One of the more overlooked ways tennis elbow can escalate involves a nearby nerve. The radial nerve, which runs from your upper arm down through your forearm, passes through a narrow space called the radial tunnel just below your elbow. When the muscles and connective tissue in that area are chronically swollen and tight (as they often are with persistent tennis elbow), they can compress the nerve.

This condition, called radial tunnel syndrome, produces a deeper, more diffuse aching in the forearm compared to standard tennis elbow. It can weaken your forearm muscles and reduce your wrist strength over time, making it progressively harder to grip or lift objects. Pain may worsen at night. In severe, untreated cases, radial tunnel syndrome can cause wrist drop, where you lose the ability to lift your hand past a certain point. That level of nerve damage is rare, but it illustrates how far things can go when the area around the elbow stays inflamed for too long.

Radial tunnel syndrome is often misdiagnosed as stubborn tennis elbow because the symptoms overlap. If your pain is centered more in the forearm muscle (about two inches below the elbow) rather than directly on the bony bump, or if you’re developing noticeable weakness rather than just pain, nerve compression is worth investigating.

What Surgery Looks Like

Surgery for tennis elbow is uncommon. In one study of 140 patients with elbow pain, only 20 still considered surgical intervention after going through conservative treatment. It’s generally reserved for people whose symptoms have persisted for six months to a year despite physical therapy, bracing, and other non-surgical approaches. The procedure typically involves removing the damaged portion of the tendon and reattaching healthy tissue to the bone.

Recovery from surgery takes several months, with gradual return to full activity over three to six months in most cases. The good news: outcomes are generally excellent. People almost always make a full recovery from tennis elbow, including those who need surgery, and return to all their usual activities once the tendon heals.

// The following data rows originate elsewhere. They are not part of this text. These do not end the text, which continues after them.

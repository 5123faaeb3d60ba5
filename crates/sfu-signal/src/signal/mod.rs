//! Signaling over one bidirectional gRPC stream.
//!
//! Inbound frames arrive through the [`SignalStream`] seam; everything
//! outbound goes through a [`ReplySink`], which serializes writes from
//! the read loop and the media-engine callbacks onto a single channel
//! feeding the response stream.

use async_trait::async_trait;
use signal_proto::rtc::{signal_reply, SignalReply, SignalRequest};
use tokio::sync::mpsc;
use tonic::Status;
use tracing::debug;

pub mod session;

pub use session::SignalingSession;

/// Cloneable writer for the outbound half of a signaling stream.
///
/// The read loop and the engine callbacks all hold clones; the channel
/// provides the write ordering, so no frame interleaves mid-message.
/// Sending after the receiver is gone is a no-op.
#[derive(Clone)]
pub struct ReplySink {
    tx: mpsc::UnboundedSender<Result<SignalReply, Status>>,
}

impl ReplySink {
    /// New sink plus the receiver that feeds the response stream.
    pub fn channel() -> (Self, mpsc::UnboundedReceiver<Result<SignalReply, Status>>) {
        let (tx, rx) = mpsc::unbounded_channel();
        (Self { tx }, rx)
    }

    /// Queue one reply frame.
    pub fn send(&self, reply: SignalReply) {
        if self.tx.send(Ok(reply)).is_err() {
            debug!(target: "signal", "reply dropped, client stream closed");
        }
    }

    /// Queue a recoverable in-band error frame. The stream stays open.
    pub fn error(&self, message: impl Into<String>) {
        self.send(SignalReply {
            id: String::new(),
            payload: Some(signal_reply::Payload::Error(message.into())),
        });
    }

    /// Terminate the RPC with `status`. Frames queued afterwards never
    /// reach the client.
    pub fn fail(&self, status: Status) {
        let _ = self.tx.send(Err(status));
    }
}

/// Inbound half of a signaling stream.
///
/// `Ok(None)` is a clean end of stream. Implemented for
/// `tonic::Streaming`; unit tests drive sessions with scripted frames.
#[async_trait]
pub trait SignalStream: Send + 'static {
    async fn next_request(&mut self) -> Result<Option<SignalRequest>, Status>;
}

#[async_trait]
impl SignalStream for tonic::Streaming<SignalRequest> {
    async fn next_request(&mut self) -> Result<Option<SignalRequest>, Status> {
        self.message().await
    }
}

#[cfg(test)]
#[allow(clippy::unwrap_used, clippy::expect_used)]
mod tests {
    use super::*;

    #[tokio::test]
    async fn test_error_frames_carry_no_correlation_id() {
        let (sink, mut rx) = ReplySink::channel();
        sink.error("join error: transport already exists");

        let reply = rx.recv().await.unwrap().unwrap();
        assert!(reply.id.is_empty());
        assert!(matches!(
            reply.payload,
            Some(signal_reply::Payload::Error(msg)) if msg.contains("transport already exists")
        ));
    }

    #[tokio::test]
    async fn test_fail_surfaces_the_status() {
        let (sink, mut rx) = ReplySink::channel();
        sink.fail(Status::internal("answer error"));

        let status = rx.recv().await.unwrap().unwrap_err();
        assert_eq!(status.code(), tonic::Code::Internal);
    }

    #[tokio::test]
    async fn test_send_after_receiver_dropped_is_a_no_op() {
        let (sink, rx) = ReplySink::channel();
        drop(rx);
        sink.send(SignalReply::default());
        sink.fail(Status::cancelled("gone"));
    }
}
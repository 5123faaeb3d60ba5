//! Per-session peer bookkeeping and event fan-out.
//!
//! A `Room` groups the signaling peers of one session and broadcasts
//! presence changes, stream availability and relayed application
//! messages among them. Delivery is best effort: a failing peer is
//! logged and skipped, the batch continues.

use bytes::Bytes;
use signal_proto::rtc::{PeerEvent, PeerInfo, PeerState, RelayMessage, StreamEvent, StreamState};
use std::collections::HashMap;
use std::sync::{Arc, Mutex, RwLock, Weak};
use thiserror::Error;
use tokio::sync::mpsc;
use tracing::{debug, warn};

/// The peer's outbound channel is gone; the peer is unreachable.
#[derive(Debug, Error)]
#[error("peer notification channel closed")]
pub struct PeerClosed;

/// Notifications a room delivers to one peer.
#[derive(Debug, Clone, PartialEq)]
pub enum PeerNotification {
    Peer(PeerEvent),
    Stream(StreamEvent),
    Message(RelayMessage),
}

/// Outbound delivery seam for one peer.
pub trait PeerSink: Send + Sync + 'static {
    fn send_peer_event(&self, event: PeerEvent) -> Result<(), PeerClosed>;
    fn send_stream_event(&self, event: StreamEvent) -> Result<(), PeerClosed>;
    fn send_message(&self, msg: RelayMessage) -> Result<(), PeerClosed>;
}

impl PeerSink for mpsc::UnboundedSender<PeerNotification> {
    fn send_peer_event(&self, event: PeerEvent) -> Result<(), PeerClosed> {
        self.send(PeerNotification::Peer(event)).map_err(|_| PeerClosed)
    }

    fn send_stream_event(&self, event: StreamEvent) -> Result<(), PeerClosed> {
        self.send(PeerNotification::Stream(event))
            .map_err(|_| PeerClosed)
    }

    fn send_message(&self, msg: RelayMessage) -> Result<(), PeerClosed> {
        self.send(PeerNotification::Message(msg))
            .map_err(|_| PeerClosed)
    }
}

/// One signaling participant within a room.
pub struct Peer {
    uid: String,
    info: Bytes,
    sink: Box<dyn PeerSink>,
    /// Latest stream announcement by this peer, replayed to newcomers.
    last_stream_event: Mutex<Option<StreamEvent>>,
    /// Non-owning back-reference, set when the peer is inserted. Used
    /// only for removal.
    room: RwLock<Weak<Room>>,
}

impl Peer {
    pub fn new(uid: impl Into<String>, info: Bytes, sink: Box<dyn PeerSink>) -> Arc<Self> {
        Arc::new(Self {
            uid: uid.into(),
            info,
            sink,
            last_stream_event: Mutex::new(None),
            room: RwLock::new(Weak::new()),
        })
    }

    pub fn uid(&self) -> &str {
        &self.uid
    }

    pub fn info(&self) -> &Bytes {
        &self.info
    }

    /// Remove this peer from its room, if it still belongs to one.
    /// Returns the number of peers left behind.
    pub fn leave(&self) -> Option<usize> {
        let room = self.room.read().ok()?.upgrade()?;
        Some(room.del_peer(&self.uid))
    }

    fn last_stream_event(&self) -> Option<StreamEvent> {
        self.last_stream_event.lock().ok()?.clone()
    }

    fn set_last_stream_event(&self, event: Option<StreamEvent>) {
        if let Ok(mut last) = self.last_stream_event.lock() {
            *last = event;
        }
    }
}

/// All peers of one session.
pub struct Room {
    sid: String,
    node_id: String,
    peers: RwLock<HashMap<String, Arc<Peer>>>,
}

impl Room {
    pub fn new(sid: impl Into<String>, node_id: impl Into<String>) -> Arc<Self> {
        Arc::new(Self {
            sid: sid.into(),
            node_id: node_id.into(),
            peers: RwLock::new(HashMap::new()),
        })
    }

    pub fn sid(&self) -> &str {
        &self.sid
    }

    pub fn node_id(&self) -> &str {
        &self.node_id
    }

    /// Add a peer and synchronize state both ways: existing peers learn
    /// about the newcomer, the newcomer learns about existing peers and
    /// their announced streams.
    ///
    /// The broadcast, the replay and the insert are three separate
    /// steps, so a concurrent join may be absent from the newcomer's
    /// replay even though the newcomer sees its JOIN broadcast.
    pub fn add_peer(self: &Arc<Self>, peer: Arc<Peer>) {
        let join = PeerEvent {
            state: PeerState::Join as i32,
            peer: Some(self.peer_info(&peer)),
        };
        self.send_peer_event(&join);

        for existing in self.peers() {
            let event = PeerEvent {
                state: PeerState::Join as i32,
                peer: Some(self.peer_info(&existing)),
            };
            if let Err(e) = peer.sink.send_peer_event(event) {
                warn!(target: "room", sid = %self.sid, uid = %peer.uid, error = %e, "peer state replay failed");
            }
            if let Some(streams) = existing.last_stream_event() {
                if let Err(e) = peer.sink.send_stream_event(streams) {
                    warn!(target: "room", sid = %self.sid, uid = %peer.uid, error = %e, "stream state replay failed");
                }
            }
        }

        if let Ok(mut room_ref) = peer.room.write() {
            *room_ref = Arc::downgrade(self);
        }
        if let Ok(mut peers) = self.peers.write() {
            peers.insert(peer.uid.clone(), peer);
        }
    }

    pub fn get_peer(&self, uid: &str) -> Option<Arc<Peer>> {
        self.peers.read().ok()?.get(uid).cloned()
    }

    /// Shared-lock snapshot of the current peers.
    pub fn peers(&self) -> Vec<Arc<Peer>> {
        match self.peers.read() {
            Ok(peers) => peers.values().cloned().collect(),
            Err(_) => Vec::new(),
        }
    }

    pub fn count(&self) -> usize {
        self.peers.read().map(|p| p.len()).unwrap_or(0)
    }

    /// Remove a peer and broadcast its LEAVE to the remaining peers.
    /// Returns the peer count after removal.
    pub fn del_peer(&self, uid: &str) -> usize {
        let (removed, remaining) = match self.peers.write() {
            Ok(mut peers) => (peers.remove(uid), peers.len()),
            Err(_) => (None, 0),
        };

        if let Some(peer) = removed {
            let leave = PeerEvent {
                state: PeerState::Leave as i32,
                peer: Some(self.peer_info(&peer)),
            };
            self.send_peer_event(&leave);
        }
        remaining
    }

    /// Broadcast a presence change to every peer currently in the room.
    pub fn send_peer_event(&self, event: &PeerEvent) {
        for peer in self.peers() {
            if let Err(e) = peer.sink.send_peer_event(event.clone()) {
                warn!(target: "room", sid = %self.sid, uid = %peer.uid, error = %e, "peer event delivery failed");
            }
        }
    }

    /// Broadcast a stream availability change, remembering it as the
    /// announcing peer's latest state for newcomer replay (ADD stores
    /// the event, REMOVE clears it).
    pub fn send_stream_event(&self, event: &StreamEvent) {
        if let Some(subject) = self.get_peer(&event.uid) {
            match event.state() {
                StreamState::Add => subject.set_last_stream_event(Some(event.clone())),
                StreamState::Remove => subject.set_last_stream_event(None),
            }
        }

        for peer in self.peers() {
            if let Err(e) = peer.sink.send_stream_event(event.clone()) {
                warn!(target: "room", sid = %self.sid, uid = %peer.uid, error = %e, "stream event delivery failed");
            }
        }
    }

    /// Relay an application message. Delivered to the peer named by
    /// `to`, or to every peer when `to` is `"all"` or the session id.
    pub fn send_message(&self, msg: &RelayMessage) {
        debug!(target: "room", sid = %self.sid, from = %msg.from, to = %msg.to, "relaying message");
        for peer in self.peers() {
            if msg.to == peer.uid || msg.to == "all" || msg.to == self.sid {
                if let Err(e) = peer.sink.send_message(msg.clone()) {
                    warn!(target: "room", sid = %self.sid, uid = %peer.uid, error = %e, "message delivery failed");
                }
            }
        }
    }

    fn peer_info(&self, peer: &Peer) -> PeerInfo {
        PeerInfo {
            sid: self.sid.clone(),
            uid: peer.uid.clone(),
            info: peer.info.clone(),
        }
    }
}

Factors That Make It Worse

Several things determine whether your tennis elbow stays mild or escalates into something more serious:

  • Continuing the aggravating activity. This is the single biggest factor. Playing through pain, refusing to modify your work setup, or returning to heavy gripping too soon almost guarantees a longer, more severe course.
  • Repetitive occupational demands. People whose jobs require constant gripping, twisting, or lifting have a harder time resting the tendon enough for it to heal. Mechanics, chefs, carpenters, and heavy computer users are particularly vulnerable to chronic cases.
  • Age. Tennis elbow peaks between ages 30 and 50, when tendons are beginning to lose some of their natural resilience but activity levels remain high.
  • Delayed treatment. The longer you push through symptoms without addressing them, the more likely the tendon undergoes structural degeneration rather than simple inflammation, and degenerative tendons are slower to heal.

The bottom line is that tennis elbow almost never becomes medically dangerous, but it can absolutely become functionally disabling if mismanaged. The gap between “annoying but manageable” and “can’t open a water bottle without wincing” is often just a few months of ignoring the problem.